Title: Lymnaea EGF and Gigantoxin I, Novel Invertebrate Members of the Epidermal Growth Factor Family
Volume: 10
Issue: 31
Author(s): P. M. Hermann, C. H. Schein, G. T. Nagle and W. C. Wildering
Affiliation:
Keywords:
epidermal growth factor, mollusk, l-egf, gigantoxin I, agonist, homolog, calcium-binding domain, erbb receptor
Abstract: In this review, we compare the sequence and structural relationships of two epidermal growth factor (EGF) family related proteins that have recently been discovered in invertebrate species. The first is L-EGF, a secreted growth factor from the gastropod mollusk Lymnaea stagnalis.
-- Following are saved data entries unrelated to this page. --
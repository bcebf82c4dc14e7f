//! setInterval wrapper

use wasm_bindgen::closure::Closure;
use wasm_bindgen::JsCast;

use crate::error::WidgetResult;

/// Repeating timer, cleared on drop
pub struct Interval {
    id: i32,
    _callback: Closure<dyn FnMut()>,
}

impl Interval {
    pub fn new<F>(period_ms: u32, callback: F) -> WidgetResult<Self>
    where
        F: FnMut() + 'static,
    {
        let window = super::window()?;
        let callback = Closure::<dyn FnMut()>::new(callback);
        let timeout = i32::try_from(period_ms).unwrap_or(i32::MAX);
        let id = window.set_interval_with_callback_and_timeout_and_arguments_0(
            callback.as_ref().unchecked_ref(),
            timeout,
        )?;
        Ok(Self { id, _callback: callback })
    }
}

impl Drop for Interval {
    fn drop(&mut self) {
        if let Some(window) = web_sys::window() {
            window.clear_interval_with_handle(self.id);
        }
    }
}
//! Keyed marker diff
//!
//! Splits a new marker set against the keys currently on screen into
//! exit / update / enter groups, keyed by IP.

use std::collections::HashSet;

use super::types::ThreatMarker;

#[derive(Debug, Clone, Default, PartialEq)]
pub struct MarkerDiff {
    /// Keys on screen that are absent from the new set
    pub removed: Vec<String>,
    /// Markers already on screen; reposition, do not recreate
    pub updated: Vec<ThreatMarker>,
    /// Markers to create
    pub entered: Vec<ThreatMarker>,
}

impl MarkerDiff {
    pub fn is_empty(&self) -> bool {
        self.removed.is_empty() && self.updated.is_empty() && self.entered.is_empty()
    }
}

/// Diff `next` against the keys currently rendered.
///
/// Within `next`, the first marker for a given IP wins; later duplicates are
/// dropped. Output order follows `current` for removals and `next` otherwise.
pub fn diff_markers<'a, I>(current: I, next: Vec<ThreatMarker>) -> MarkerDiff
where
    I: IntoIterator<Item = &'a str>,
{
    let current: Vec<&str> = current.into_iter().collect();
    let on_screen: HashSet<&str> = current.iter().copied().collect();

    let mut seen: HashSet<String> = HashSet::new();
    let mut diff = MarkerDiff::default();

    for marker in next {
        if !seen.insert(marker.ip.clone()) {
            continue;
        }
        if on_screen.contains(marker.ip.as_str()) {
            diff.updated.push(marker);
        } else {
            diff.entered.push(marker);
        }
    }

    diff.removed = current
        .into_iter()
        .filter(|key| !seen.contains(*key))
        .map(str::to_string)
        .collect();

    diff
}

#[cfg(test)]
mod tests {
    use super::*;
    use crate::logic::threat::types::Risk;

    fn marker(ip: &str, lat: f64) -> ThreatMarker {
        ThreatMarker::new(ip, "XX", Risk::Malicious, lat, 0.0)
    }

    fn ips(markers: &[ThreatMarker]) -> Vec<&str> {
        markers.iter().map(|m| m.ip.as_str()).collect()
    }

    #[test]
    fn test_ab_to_bc() {
        let diff = diff_markers(["A", "B"], vec![marker("B", 10.0), marker("C", 20.0)]);
        assert_eq!(diff.removed, vec!["A".to_string()]);
        assert_eq!(ips(&diff.updated), vec!["B"]);
        assert_eq!(diff.updated[0].lat, 10.0);
        assert_eq!(ips(&diff.entered), vec!["C"]);
    }

    #[test]
    fn test_first_render_enters_everything() {
        let diff = diff_markers(std::iter::empty(), vec![marker("A", 0.0), marker("B", 0.0)]);
        assert!(diff.removed.is_empty());
        assert!(diff.updated.is_empty());
        assert_eq!(ips(&diff.entered), vec!["A", "B"]);
    }

    #[test]
    fn test_empty_next_removes_everything() {
        let diff = diff_markers(["A", "B"], Vec::new());
        assert_eq!(diff.removed, vec!["A".to_string(), "B".to_string()]);
        assert!(diff.entered.is_empty());
    }

    #[test]
    fn test_duplicate_keys_first_wins() {
        let diff = diff_markers(["A"], vec![marker("A", 1.0), marker("A", 2.0), marker("C", 3.0), marker("C", 4.0)]);
        assert_eq!(ips(&diff.updated), vec!["A"]);
        assert_eq!(diff.updated[0].lat, 1.0);
        assert_eq!(ips(&diff.entered), vec!["C"]);
        assert_eq!(diff.entered[0].lat, 3.0);
        assert!(diff.removed.is_empty());
    }

    #[test]
    fn test_identical_set_only_updates() {
        let diff = diff_markers(["A", "B"], vec![marker("A", 0.0), marker("B", 0.0)]);
        assert!(diff.removed.is_empty());
        assert!(diff.entered.is_empty());
        assert_eq!(diff.updated.len(), 2);
        assert!(!diff.is_empty());
    }
}
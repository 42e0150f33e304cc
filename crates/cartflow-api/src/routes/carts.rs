//! Routes for the cart bounded context.

use axum::extract::{Path, State};
use axum::routing::{delete, get, post};
use axum::{Json, Router};
use cartflow_cart::application::command_handlers::{self, CartCommandResult};
use cartflow_cart::application::projections::CartSummary;
use cartflow_cart::application::query_handlers::{self, CartView};
use cartflow_cart::domain::commands;
use cartflow_cart::domain::events::Item;
use cartflow_core::error::DomainError;
use serde::{Deserialize, Serialize};
use tracing::{info, instrument};
use uuid::Uuid;

use crate::error::ApiError;
use crate::state::AppState;

/// Request body for POST /{cart_id}/items.
#[derive(Debug, Deserialize)]
pub struct AddItemRequest {
    /// Identifier of the item to add.
    pub item_id: String,
}

/// Response body returned after a command is successfully handled.
#[derive(Debug, Serialize)]
pub struct CommandResponse {
    /// The cart the command was addressed to.
    pub aggregate_id: Uuid,
    /// IDs of the domain events produced and persisted. Empty for a no-op.
    pub event_ids: Vec<Uuid>,
}

impl From<CartCommandResult> for CommandResponse {
    fn from(result: CartCommandResult) -> Self {
        Self {
            aggregate_id: result.aggregate_id,
            event_ids: result.stored_events.iter().map(|e| e.event_id).collect(),
        }
    }
}

fn parse_item(item_id: String) -> Result<Item, ApiError> {
    if item_id.trim().is_empty() {
        return Err(DomainError::Validation("item_id must not be empty".into()).into());
    }
    Ok(Item::from(item_id))
}

/// POST /{cart_id}/items
#[instrument(skip(state, request), fields(item_id = %request.item_id))]
async fn add_item(
    State(state): State<AppState>,
    Path(cart_id): Path<Uuid>,
    Json(request): Json<AddItemRequest>,
) -> Result<Json<CommandResponse>, ApiError> {
    let command = commands::AddItem {
        correlation_id: Uuid::new_v4(),
        cart_id,
        item: parse_item(request.item_id)?,
    };

    info!(correlation_id = %command.correlation_id, "handling add_item command");

    let result = command_handlers::handle_add_item(&command, &state.publisher).await?;
    Ok(Json(result.into()))
}

/// DELETE /{cart_id}/items/{item_id}
#[instrument(skip(state))]
async fn remove_item(
    State(state): State<AppState>,
    Path((cart_id, item_id)): Path<(Uuid, String)>,
) -> Result<Json<CommandResponse>, ApiError> {
    let command = commands::RemoveItem {
        correlation_id: Uuid::new_v4(),
        cart_id,
        item: parse_item(item_id)?,
    };

    info!(correlation_id = %command.correlation_id, "handling remove_item command");

    let result = command_handlers::handle_remove_item(&command, &state.publisher).await?;
    Ok(Json(result.into()))
}

/// POST /{cart_id}/validate
#[instrument(skip(state))]
async fn validate_cart(
    State(state): State<AppState>,
    Path(cart_id): Path<Uuid>,
) -> Result<Json<CommandResponse>, ApiError> {
    let command = commands::ValidateCart {
        correlation_id: Uuid::new_v4(),
        cart_id,
    };

    info!(correlation_id = %command.correlation_id, "handling validate_cart command");

    let result = command_handlers::handle_validate_cart(&command, &state.publisher).await?;
    Ok(Json(result.into()))
}

/// GET /{cart_id}
#[instrument(skip(state))]
async fn get_cart(
    State(state): State<AppState>,
    Path(cart_id): Path<Uuid>,
) -> Result<Json<CartView>, ApiError> {
    let view = query_handlers::get_cart_by_id(cart_id, state.store()).await?;
    Ok(Json(view))
}

/// GET /{cart_id}/summary
#[instrument(skip(state))]
async fn get_cart_summary(
    State(state): State<AppState>,
    Path(cart_id): Path<Uuid>,
) -> Result<Json<CartSummary>, ApiError> {
    let summary = state.cart_summary.get_cart_summary(cart_id).await?;
    Ok(Json(summary))
}

/// Returns the router for the cart context.
pub fn router() -> Router<AppState> {
    Router::new()
        .route("/{cart_id}", get(get_cart))
        .route("/{cart_id}/items", post(add_item))
        .route("/{cart_id}/items/{item_id}", delete(remove_item))
        .route("/{cart_id}/validate", post(validate_cart))
        .route("/{cart_id}/summary", get(get_cart_summary))
}
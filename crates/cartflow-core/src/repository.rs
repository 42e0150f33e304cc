//! Event repository abstraction.
//!
//! An [`EventRepository`] is the storage backing behind the typed
//! [`EventStore`](crate::store::EventStore). Backings only see serialized
//! events, so any durable append-only log keyed by aggregate id can implement
//! it.

use async_trait::async_trait;
use chrono::{DateTime, Utc};
use serde::{Deserialize, Serialize};
use uuid::Uuid;

use crate::error::DomainError;

/// A serialized event that has not yet been assigned a stream position.
#[derive(Debug, Clone, PartialEq, Serialize, Deserialize)]
pub struct PendingEvent {
    /// Unique event identifier.
    pub event_id: Uuid,
    /// Aggregate this event belongs to.
    pub aggregate_id: Uuid,
    /// Event type name for deserialization routing.
    pub event_type: String,
    /// Serialized event payload.
    pub payload: serde_json::Value,
    /// Timestamp of event creation.
    pub occurred_at: DateTime<Utc>,
}

impl PendingEvent {
    /// Attaches the stream position assigned by the backing.
    #[must_use]
    pub fn into_stored(self, sequence_number: i64) -> StoredEvent {
        StoredEvent {
            event_id: self.event_id,
            aggregate_id: self.aggregate_id,
            event_type: self.event_type,
            payload: self.payload,
            sequence_number,
            occurred_at: self.occurred_at,
        }
    }
}

/// Stored representation of a domain event.
#[derive(Debug, Clone, PartialEq, Serialize, Deserialize)]
pub struct StoredEvent {
    /// Unique event identifier.
    pub event_id: Uuid,
    /// Aggregate this event belongs to.
    pub aggregate_id: Uuid,
    /// Event type name for deserialization routing.
    pub event_type: String,
    /// Serialized event payload.
    pub payload: serde_json::Value,
    /// 1-based position within the aggregate stream.
    pub sequence_number: i64,
    /// Timestamp of event creation.
    pub occurred_at: DateTime<Utc>,
}

/// The version an append expects the stream to be at.
#[derive(Debug, Clone, Copy, PartialEq, Eq)]
pub enum ExpectedVersion {
    /// Append regardless of the current stream length.
    Any,
    /// Append only if the stream currently holds exactly this many events.
    Exact(i64),
}

impl ExpectedVersion {
    /// Checks `actual` against this expectation.
    ///
    /// # Errors
    ///
    /// Returns `DomainError::VersionConflict` when an exact expectation does
    /// not match.
    pub fn check(self, aggregate_id: Uuid, actual: i64) -> Result<(), DomainError> {
        match self {
            Self::Exact(expected) if expected != actual => Err(DomainError::VersionConflict {
                aggregate_id,
                expected,
                actual,
            }),
            _ => Ok(()),
        }
    }
}

/// Repository trait for loading and appending serialized events.
#[async_trait]
pub trait EventRepository: Send + Sync {
    /// Load all events for a given aggregate, ordered by sequence number.
    /// Unknown aggregates yield an empty list.
    async fn load_events(&self, aggregate_id: Uuid) -> Result<Vec<StoredEvent>, DomainError>;

    /// Append new events to an aggregate stream.
    ///
    /// The version check and the write are atomic with respect to other
    /// appenders of the same stream: on conflict nothing is written. Returns
    /// the events with their assigned sequence numbers. An empty batch is a
    /// no-op.
    async fn append_events(
        &self,
        aggregate_id: Uuid,
        expected_version: ExpectedVersion,
        events: Vec<PendingEvent>,
    ) -> Result<Vec<StoredEvent>, DomainError>;
}

/// Assigns consecutive sequence numbers following `current_version`.
#[must_use]
pub fn sequence_after(current_version: i64, events: Vec<PendingEvent>) -> Vec<StoredEvent> {
    events
        .into_iter()
        .zip(current_version + 1..)
        .map(|(event, sequence_number)| event.into_stored(sequence_number))
        .collect()
}
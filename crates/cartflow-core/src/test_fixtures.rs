//! In-crate fixtures for unit tests.

use std::collections::HashMap;
use std::sync::{Arc, Mutex};

use async_trait::async_trait;
use chrono::{DateTime, TimeZone, Utc};
use serde::{Deserialize, Serialize};
use uuid::Uuid;

use crate::clock::Clock;
use crate::error::DomainError;
use crate::event::{DomainEvent, EventKind};
use crate::repository::{
    EventRepository, ExpectedVersion, PendingEvent, StoredEvent, sequence_after,
};

#[derive(Debug, Clone, Copy, PartialEq, Eq, Hash)]
pub(crate) enum TestKind {
    Added,
    Removed,
}

impl EventKind for TestKind {
    fn as_str(&self) -> &'static str {
        match self {
            Self::Added => "test.added",
            Self::Removed => "test.removed",
        }
    }
}

#[derive(Debug, Clone, PartialEq, Serialize, Deserialize)]
pub(crate) enum TestEvent {
    Added(Uuid, u32),
    Removed(Uuid, u32),
}

impl DomainEvent for TestEvent {
    type Kind = TestKind;

    fn aggregate_id(&self) -> Uuid {
        match self {
            Self::Added(id, _) | Self::Removed(id, _) => *id,
        }
    }

    fn kind(&self) -> TestKind {
        match self {
            Self::Added(..) => TestKind::Added,
            Self::Removed(..) => TestKind::Removed,
        }
    }
}

#[derive(Debug)]
struct FixedClock(DateTime<Utc>);

impl Clock for FixedClock {
    fn now(&self) -> DateTime<Utc> {
        self.0
    }
}

pub(crate) fn clock() -> Arc<dyn Clock> {
    Arc::new(FixedClock(
        Utc.with_ymd_and_hms(2026, 1, 15, 10, 0, 0).unwrap(),
    ))
}

#[derive(Debug, Default)]
pub(crate) struct MemoryRepository {
    streams: Mutex<HashMap<Uuid, Vec<StoredEvent>>>,
}

#[async_trait]
impl EventRepository for MemoryRepository {
    async fn load_events(&self, aggregate_id: Uuid) -> Result<Vec<StoredEvent>, DomainError> {
        Ok(self
            .streams
            .lock()
            .unwrap()
            .get(&aggregate_id)
            .cloned()
            .unwrap_or_default())
    }

    async fn append_events(
        &self,
        aggregate_id: Uuid,
        expected_version: ExpectedVersion,
        events: Vec<PendingEvent>,
    ) -> Result<Vec<StoredEvent>, DomainError> {
        let mut streams = self.streams.lock().unwrap();
        let stream = streams.entry(aggregate_id).or_default();
        let current = i64::try_from(stream.len()).unwrap();
        expected_version.check(aggregate_id, current)?;
        let stored = sequence_after(current, events);
        stream.extend(stored.iter().cloned());
        Ok(stored)
    }
}

/// A backing that refuses every write.
#[derive(Debug)]
pub(crate) struct RejectingRepository;

#[async_trait]
impl EventRepository for RejectingRepository {
    async fn load_events(&self, _aggregate_id: Uuid) -> Result<Vec<StoredEvent>, DomainError> {
        Ok(Vec::new())
    }

    async fn append_events(
        &self,
        _aggregate_id: Uuid,
        _expected_version: ExpectedVersion,
        _events: Vec<PendingEvent>,
    ) -> Result<Vec<StoredEvent>, DomainError> {
        Err(DomainError::Infrastructure("connection refused".into()))
    }
}
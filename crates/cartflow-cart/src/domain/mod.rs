//! Domain layer: events, commands, and the cart decision function.

pub mod aggregates;
pub mod commands;
pub mod events;
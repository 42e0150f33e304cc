//! Integration tests for `FileEventRepository`.

use std::sync::Arc;

use cartflow_core::error::DomainError;
use cartflow_core::repository::{EventRepository, ExpectedVersion, PendingEvent};
use cartflow_event_store::file_event_repository::FileEventRepository;
use chrono::Utc;
use uuid::Uuid;

fn make_pending_event(aggregate_id: Uuid, item: &str) -> PendingEvent {
    PendingEvent {
        event_id: Uuid::new_v4(),
        aggregate_id,
        event_type: "cart.item_added".to_string(),
        payload: serde_json::json!({"cart_id": aggregate_id, "item": item}),
        occurred_at: Utc::now(),
    }
}

#[tokio::test]
async fn test_load_events_returns_empty_vec_for_nonexistent_aggregate() {
    let dir = tempfile::tempdir().expect("failed to create tmpdir");
    let repo = FileEventRepository::open(dir.path()).await.unwrap();

    let events = repo.load_events(Uuid::new_v4()).await.unwrap();

    assert!(events.is_empty());
}

#[tokio::test]
async fn test_events_survive_reopening_the_repository() {
    let dir = tempfile::tempdir().expect("failed to create tmpdir");
    let aggregate_id = Uuid::new_v4();
    let stored = {
        let repo = FileEventRepository::open(dir.path()).await.unwrap();
        repo.append_events(
            aggregate_id,
            ExpectedVersion::Exact(0),
            vec![
                make_pending_event(aggregate_id, "a"),
                make_pending_event(aggregate_id, "b"),
            ],
        )
        .await
        .unwrap()
    };

    let reopened = FileEventRepository::open(dir.path()).await.unwrap();
    let loaded = reopened.load_events(aggregate_id).await.unwrap();

    assert_eq!(loaded, stored);
    assert_eq!(loaded[0].sequence_number, 1);
    assert_eq!(loaded[1].sequence_number, 2);
    assert_eq!(loaded[1].payload["item"], "b");
}

#[tokio::test]
async fn test_stale_expected_version_is_rejected() {
    let dir = tempfile::tempdir().expect("failed to create tmpdir");
    let repo = FileEventRepository::open(dir.path()).await.unwrap();
    let aggregate_id = Uuid::new_v4();
    repo.append_events(
        aggregate_id,
        ExpectedVersion::Exact(0),
        vec![make_pending_event(aggregate_id, "a")],
    )
    .await
    .unwrap();

    let result = repo
        .append_events(
            aggregate_id,
            ExpectedVersion::Exact(0),
            vec![make_pending_event(aggregate_id, "b")],
        )
        .await;

    assert!(matches!(
        result,
        Err(DomainError::VersionConflict { expected: 0, actual: 1, .. })
    ));
    assert_eq!(repo.load_events(aggregate_id).await.unwrap().len(), 1);
}

#[tokio::test]
async fn test_torn_tail_is_ignored_and_overwritten() {
    let dir = tempfile::tempdir().expect("failed to create tmpdir");
    let repo = FileEventRepository::open(dir.path()).await.unwrap();
    let aggregate_id = Uuid::new_v4();
    repo.append_events(
        aggregate_id,
        ExpectedVersion::Exact(0),
        vec![make_pending_event(aggregate_id, "a")],
    )
    .await
    .unwrap();

    // Simulate a crash halfway through writing a second line.
    let path = repo.stream_path(aggregate_id);
    let mut contents = std::fs::read_to_string(&path).unwrap();
    contents.push_str("{\"event_id\":\"");
    std::fs::write(&path, contents).unwrap();

    assert_eq!(repo.load_events(aggregate_id).await.unwrap().len(), 1);

    repo.append_events(
        aggregate_id,
        ExpectedVersion::Exact(1),
        vec![make_pending_event(aggregate_id, "b")],
    )
    .await
    .unwrap();

    let loaded = repo.load_events(aggregate_id).await.unwrap();
    assert_eq!(loaded.len(), 2);
    assert_eq!(loaded[1].sequence_number, 2);
    assert!(std::fs::read_to_string(&path).unwrap().ends_with('\n'));
}

#[tokio::test]
async fn test_corrupt_complete_line_is_an_infrastructure_error() {
    let dir = tempfile::tempdir().expect("failed to create tmpdir");
    let repo = FileEventRepository::open(dir.path()).await.unwrap();
    let aggregate_id = Uuid::new_v4();
    std::fs::write(repo.stream_path(aggregate_id), "not json\n").unwrap();

    let result = repo.load_events(aggregate_id).await;

    assert!(matches!(result, Err(DomainError::Infrastructure(_))));
}

#[tokio::test]
async fn test_concurrent_appends_at_same_version_admit_exactly_one() {
    let dir = tempfile::tempdir().expect("failed to create tmpdir");
    let repo = Arc::new(FileEventRepository::open(dir.path()).await.unwrap());
    let aggregate_id = Uuid::new_v4();

    let attempts: Vec<_> = (0..8)
        .map(|i| {
            let repo = Arc::clone(&repo);
            tokio::spawn(async move {
                repo.append_events(
                    aggregate_id,
                    ExpectedVersion::Exact(0),
                    vec![make_pending_event(aggregate_id, &format!("item-{i}"))],
                )
                .await
            })
        })
        .collect();

    let mut succeeded = 0;
    for attempt in attempts {
        if attempt.await.unwrap().is_ok() {
            succeeded += 1;
        }
    }

    assert_eq!(succeeded, 1);
    assert_eq!(repo.load_events(aggregate_id).await.unwrap().len(), 1);
}

#[tokio::test]
async fn test_batch_cut_short_by_a_crash_is_dropped_whole() {
    // Arrange
    let dir = tempfile::tempdir().expect("failed to create tmpdir");
    let repo = FileEventRepository::open(dir.path()).await.unwrap();
    let aggregate_id = Uuid::new_v4();
    repo.append_events(
        aggregate_id,
        ExpectedVersion::Exact(0),
        vec![make_pending_event(aggregate_id, "a")],
    )
    .await
    .unwrap();
    repo.append_events(
        aggregate_id,
        ExpectedVersion::Exact(1),
        vec![
            make_pending_event(aggregate_id, "b"),
            make_pending_event(aggregate_id, "c"),
        ],
    )
    .await
    .unwrap();

    // Cut the file partway into the second event of the second batch.
    let path = repo.stream_path(aggregate_id);
    let contents = std::fs::read_to_string(&path).unwrap();
    let second_batch = contents.find('\n').unwrap() + 1;
    let second_event = second_batch + contents[second_batch..].find("},{").unwrap() + 2;
    std::fs::write(&path, &contents[..second_event + 20]).unwrap();

    // Act
    let loaded = repo.load_events(aggregate_id).await.unwrap();

    // Assert
    assert_eq!(loaded.len(), 1);
    assert_eq!(loaded[0].payload["item"], "a");

    let stored = repo
        .append_events(
            aggregate_id,
            ExpectedVersion::Exact(1),
            vec![make_pending_event(aggregate_id, "d")],
        )
        .await
        .unwrap();
    assert_eq!(stored[0].sequence_number, 2);
    let reloaded = repo.load_events(aggregate_id).await.unwrap();
    assert_eq!(reloaded.len(), 2);
    assert_eq!(reloaded[1].payload["item"], "d");
}

#[tokio::test]
async fn test_stream_locks_are_released_after_use() {
    let dir = tempfile::tempdir().expect("failed to create tmpdir");
    let repo = FileEventRepository::open(dir.path()).await.unwrap();

    for _ in 0..3 {
        let aggregate_id = Uuid::new_v4();
        repo.append_events(
            aggregate_id,
            ExpectedVersion::Any,
            vec![make_pending_event(aggregate_id, "a")],
        )
        .await
        .unwrap();
        repo.load_events(aggregate_id).await.unwrap();
    }

    assert_eq!(repo.streams_in_use(), 0);
}
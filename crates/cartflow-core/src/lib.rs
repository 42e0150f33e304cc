//! Cartflow Core — shared event-sourcing abstractions.
//!
//! This crate defines the traits and types every bounded context depends on:
//! events, commands, the decision function, the event store contract, the
//! publisher, and read-model repositories. Storage backings live in
//! `cartflow-event-store`.

pub mod aggregate;
pub mod clock;
pub mod command;
pub mod error;
pub mod event;
pub mod lock;
pub mod publisher;
pub mod read_model;
pub mod repository;
pub mod store;

#[cfg(test)]
mod test_fixtures;
//! Commands for the cart context.

use cartflow_core::command::Command;
use uuid::Uuid;

use super::events::Item;

/// Command to add an item to a cart.
#[derive(Debug, Clone)]
pub struct AddItem {
    /// The correlation ID for tracing.
    pub correlation_id: Uuid,
    /// The cart identifier.
    pub cart_id: Uuid,
    /// The item to add.
    pub item: Item,
}

/// Command to remove one instance of an item from a cart.
#[derive(Debug, Clone)]
pub struct RemoveItem {
    /// The correlation ID for tracing.
    pub correlation_id: Uuid,
    /// The cart identifier.
    pub cart_id: Uuid,
    /// The item to remove.
    pub item: Item,
}

/// Command to validate a cart.
#[derive(Debug, Clone)]
pub struct ValidateCart {
    /// The correlation ID for tracing.
    pub correlation_id: Uuid,
    /// The cart identifier.
    pub cart_id: Uuid,
}

/// Any cart command.
#[derive(Debug, Clone)]
pub enum CartCommand {
    /// See [`AddItem`].
    AddItem(AddItem),
    /// See [`RemoveItem`].
    RemoveItem(RemoveItem),
    /// See [`ValidateCart`].
    ValidateCart(ValidateCart),
}

impl From<AddItem> for CartCommand {
    fn from(command: AddItem) -> Self {
        Self::AddItem(command)
    }
}

impl From<RemoveItem> for CartCommand {
    fn from(command: RemoveItem) -> Self {
        Self::RemoveItem(command)
    }
}

impl From<ValidateCart> for CartCommand {
    fn from(command: ValidateCart) -> Self {
        Self::ValidateCart(command)
    }
}

impl Command for CartCommand {
    fn command_type(&self) -> &'static str {
        match self {
            Self::AddItem(_) => "cart.add_item",
            Self::RemoveItem(_) => "cart.remove_item",
            Self::ValidateCart(_) => "cart.validate_cart",
        }
    }

    fn correlation_id(&self) -> Uuid {
        match self {
            Self::AddItem(c) => c.correlation_id,
            Self::RemoveItem(c) => c.correlation_id,
            Self::ValidateCart(c) => c.correlation_id,
        }
    }

    fn aggregate_id(&self) -> Uuid {
        match self {
            Self::AddItem(c) => c.cart_id,
            Self::RemoveItem(c) => c.cart_id,
            Self::ValidateCart(c) => c.cart_id,
        }
    }
}
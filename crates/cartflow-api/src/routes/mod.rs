//! Route modules organized by bounded context.

pub mod carts;
pub mod health;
The second is a peptide toxin (Gigantoxin I), isolated from the sea anenome Stichodactyla giganteus, which can paralyze crabs. L-EGF and Gigantoxin I share striking sequence similarity with mammalian erbB1 receptor ligands, including most of the essential receptor binding sites. Intriguingly, L-EGFs tertiary structure resembles more the structure of the EGF-like domain of coagulation factors. That is, the secondary and tertiary structure of L-EGF indicates the presence of a double-stranded beta-sheet but also suggests that this protein, in contrast to all other erbB1 ligands, contains a calcium-binding domain. One of the most remarkable features of L-EGF and Gigantoxin I however, is the indication that these protein are synthesized as non-membrane bound secreted peptides. This feature sets L-EGF and Gigantoxin I apart from all other members of the EGF family or EGF-like proteins identified thus far. We discuss sequence similarities and dissimilarities in the light of indications that, despite the more than 600 million years of phylogenetic distance separating both these invertebrates from mammals, Gigantoxin I and L-EGF retain some affinity for the mammalian erbB-family of receptors. Considering that mammalian EGF and its family members are frequently implicated in neoplastic diseases, the increasing number of identified and characterized invertebrate EGF family members may provide valuable leads in the design of erbB receptor antagonists.